School of Electronic and Information Engineering, Lanzhou Jiaotong University, Lanzhou Gansu 730070, China

Received:2016-09-18 Revised:2016-10-18 Online:2017-03-22 Published:2017-03-10
Supported by:
This work is partially supported by the National Natural Science Foundation of China (61662043).

摘要/Abstract

摘要： 针对深层次分类中分类准确率低、处理速度慢等问题，提出一种待分类文本的候选类别搜索算法。首先，引入搜索、分类两阶段的处理思想，结合类别层次树的结构特点和类别间的相关联系等隐含的领域知识，进行了类别层次权重分析和特征项的动态更新，为类树层次结构的各个节点构建更具分类判断力的特征项集合；进而，采用深度优先搜索算法并结合设定阈值的剪枝策略缩小搜索范围，搜索得到待分类文本的最优候选类别；最后，在候选类别的基础上应用经典的K最近邻（KNN）分类算法和支持向量机（SVM）分类算法进行分类测试和对比分析。实验结果显示，所提算法的总体分类性能优于传统的分类算法，而且使平均F₁值较基于贪心策略的启发式搜索算法提高了6%左右。该算法显著提高了深层次文本分类的分类准确度。

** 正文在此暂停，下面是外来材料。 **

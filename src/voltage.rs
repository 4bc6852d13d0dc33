use serde::{Deserialize, Serialize};
use strum::{AsRefStr, Display, EnumIter, EnumString, IntoStaticStr};

/// Electrical supply subgroups of high voltage consumer units, by nominal supply voltage.
#[derive(
    Serialize,
    Deserialize,
    Clone,
    Copy,
    Debug,
    PartialEq,
    Eq,
    Hash,
    Display,
    EnumString,
    EnumIter,
    AsRefStr,
    IntoStaticStr,
)]
pub enum Subgroup {
    /// Underground distribution, up to 2.3 kV
    #[serde(rename = "AS")]
    #[strum(serialize = "AS")]
    As,
    A4,
    A3,
    #[serde(rename = "A3a")]
    #[strum(serialize = "A3a")]
    A3a,
    A2,
    A1,
}

const AS_MAX_KV: f64 = 2.3;
const A4_MAX_KV: f64 = 25.0;
const A3_MIN_KV: f64 = 30.0;
const A3_MAX_KV: f64 = 40.0;
const A3A_KV: f64 = 60.0;
const A2_LOWER_KV: f64 = 88.0;
const A2_UPPER_KV: f64 = 138.0;
const A1_MIN_KV: f64 = 230.0;

#[derive(Serialize, Deserialize, Clone, Copy, Debug, Default, PartialEq, Eq)]
#[serde(rename_all = "snake_case")]
pub enum A2Rule {
    /// `v <= 88 && v >= 138`. No reading satisfies it, so nothing is ever A2.
    #[default]
    AsSpecified,
    /// `88 < v < 138`
    Corrected,
}

impl A2Rule {
    fn matches(&self, voltage_kv: f64) -> bool {
        match self {
            A2Rule::AsSpecified => at_most_and_at_least(voltage_kv, A2_LOWER_KV, A2_UPPER_KV),
            A2Rule::Corrected => voltage_kv > A2_LOWER_KV && voltage_kv < A2_UPPER_KV,
        }
    }
}

fn at_most_and_at_least(value: f64, at_most: f64, at_least: f64) -> bool {
    value <= at_most && value >= at_least
}

#[derive(Serialize, Deserialize, Clone, Debug, Default, PartialEq)]
#[serde(default)]
pub struct SubgroupRanges {
    pub a2_rule: A2Rule,
}

impl SubgroupRanges {
    pub fn new(a2_rule: A2Rule) -> Self {
        Self { a2_rule }
    }

    /// The first matching range wins. Readings falling between ranges, missing
    /// readings and NaN have no subgroup.
    pub fn classify(&self, voltage_kv: Option<f64>) -> Option<Subgroup> {
        let v = voltage_kv?;
        if v <= AS_MAX_KV {
            Some(Subgroup::As)
        } else if v <= A4_MAX_KV {
            Some(Subgroup::A4)
        } else if (A3_MIN_KV..=A3_MAX_KV).contains(&v) {
            Some(Subgroup::A3)
        } else if v == A3A_KV {
            Some(Subgroup::A3a)
        } else if self.a2_rule.matches(v) {
            Some(Subgroup::A2)
        } else if v >= A1_MIN_KV {
            Some(Subgroup::A1)
        } else {
            None
        }
    }
}

pub fn classify_supply_voltage(voltage_kv: Option<f64>) -> Option<Subgroup> {
    SubgroupRanges::default().classify(voltage_kv)
}

/// The label shown next to a reading, empty when it has no subgroup.
pub fn subgroup_label(voltage_kv: Option<f64>) -> &'static str {
    classify_supply_voltage(voltage_kv).map_or("", Into::into)
}

#[cfg(test)]
mod test {
    use crate::voltage::*;
    use std::str::FromStr;
    use strum::IntoEnumIterator;

    #[test]
    fn test_boundaries() {
        let cases = vec![
            (0.0, Some(Subgroup::As)),
            (2.3, Some(Subgroup::As)),
            (2.31, Some(Subgroup::A4)),
            (13.8, Some(Subgroup::A4)),
            (25.0, Some(Subgroup::A4)),
            (30.0, Some(Subgroup::A3)),
            (34.5, Some(Subgroup::A3)),
            (40.0, Some(Subgroup::A3)),
            (60.0, Some(Subgroup::A3a)),
            (230.0, Some(Subgroup::A1)),
            (500.0, Some(Subgroup::A1)),
        ];
        for (voltage, expected) in cases {
            assert_eq!(classify_supply_voltage(Some(voltage)), expected, "{voltage}");
        }
    }

    #[test]
    fn test_gaps_have_no_subgroup() {
        for voltage in [25.5, 29.99, 40.01, 59.9, 60.1, 88.0, 100.0, 138.0, 229.9] {
            assert_eq!(classify_supply_voltage(Some(voltage)), None, "{voltage}");
        }
    }

    #[test]
    fn test_a2_is_unreachable_by_default() {
        let mut voltage = -10.0;
        while voltage < 1000.0 {
            assert_ne!(classify_supply_voltage(Some(voltage)), Some(Subgroup::A2));
            voltage += 0.5;
        }
    }

    #[test]
    fn test_corrected_a2_rule() {
        let ranges = SubgroupRanges::new(A2Rule::Corrected);
        assert_eq!(ranges.classify(Some(88.0)), None);
        assert_eq!(ranges.classify(Some(88.1)), Some(Subgroup::A2));
        assert_eq!(ranges.classify(Some(100.0)), Some(Subgroup::A2));
        assert_eq!(ranges.classify(Some(137.9)), Some(Subgroup::A2));
        assert_eq!(ranges.classify(Some(138.0)), None);
        // other ranges are untouched
        assert_eq!(ranges.classify(Some(60.0)), Some(Subgroup::A3a));
        assert_eq!(ranges.classify(Some(230.0)), Some(Subgroup::A1));
    }

    #[test]
    fn test_non_numeric_readings() {
        assert_eq!(classify_supply_voltage(None), None);
        assert_eq!(classify_supply_voltage(Some(f64::NAN)), None);
        assert_eq!(classify_supply_voltage(Some(f64::INFINITY)), Some(Subgroup::A1));
        assert_eq!(classify_supply_voltage(Some(f64::NEG_INFINITY)), Some(Subgroup::As));
    }

    #[test]
    fn test_labels() {
        assert_eq!(subgroup_label(Some(2.3)), "AS");
        assert_eq!(subgroup_label(Some(60.0)), "A3a");
        assert_eq!(subgroup_label(Some(100.0)), "");
        assert_eq!(subgroup_label(None), "");

        let labels: Vec<String> = Subgroup::iter().map(|s| s.to_string()).collect();
        assert_eq!(labels, vec!["AS", "A4", "A3", "A3a", "A2", "A1"]);
        for subgroup in Subgroup::iter() {
            assert_eq!(Subgroup::from_str(subgroup.as_ref()), Ok(subgroup));
        }
    }

    #[test]
    fn test_serde_labels() {
        assert_eq!(serde_json::to_string(&Subgroup::A3a).unwrap(), "\"A3a\"");
        assert_eq!(
            serde_json::from_str::<Subgroup>("\"AS\"").unwrap(),
            Subgroup::As
        );
        let ranges: SubgroupRanges = serde_json::from_str(r#"{"a2_rule":"corrected"}"#).unwrap();
        assert_eq!(ranges.a2_rule, A2Rule::Corrected);
        let ranges: SubgroupRanges = serde_json::from_str("{}").unwrap();
        assert_eq!(ranges.a2_rule, A2Rule::AsSpecified);
    }
}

关键词: 深层文本分类, 类别层次, 类别层次树, 深度优先搜索, 候选类别

Abstract: Aiming at the problem of low classification accuracy and slow processing speed in deep classification, a candidate category searching algorithm for text classification was proposed. Firstly, the search, classification of two-stage processing ideas were introduced, and the weighting of the category hierarchy was analyzed and feature was updated dynamically by combining with the structure characteristics of the category hierarchy tree and the related link between categories as well as other implicit domain knowledge. Meanwhile feature set with more classification judgment was built for each node of the category hierarchy tree. In addition, depth first search algorithm was used to reduce the search range and the pruning strategy with setting threshold was applied to search the best candidate category for classified text. Finally, the classical K Nearest Neighbor (KNN) classification algorithm and Support Vector Machine (SVM) classification algorithm were applied to classification test and contrast analysis on the basis of candidate classes. The experimental results show that the overall classification performance of the proposed algorithm is superior to the traditional classification algorithm, and the average F₁ value is about 6% higher than the heuristic search algorithm based on greedy strategy. The algorithm improves the classification accuracy of deep text classification significantly.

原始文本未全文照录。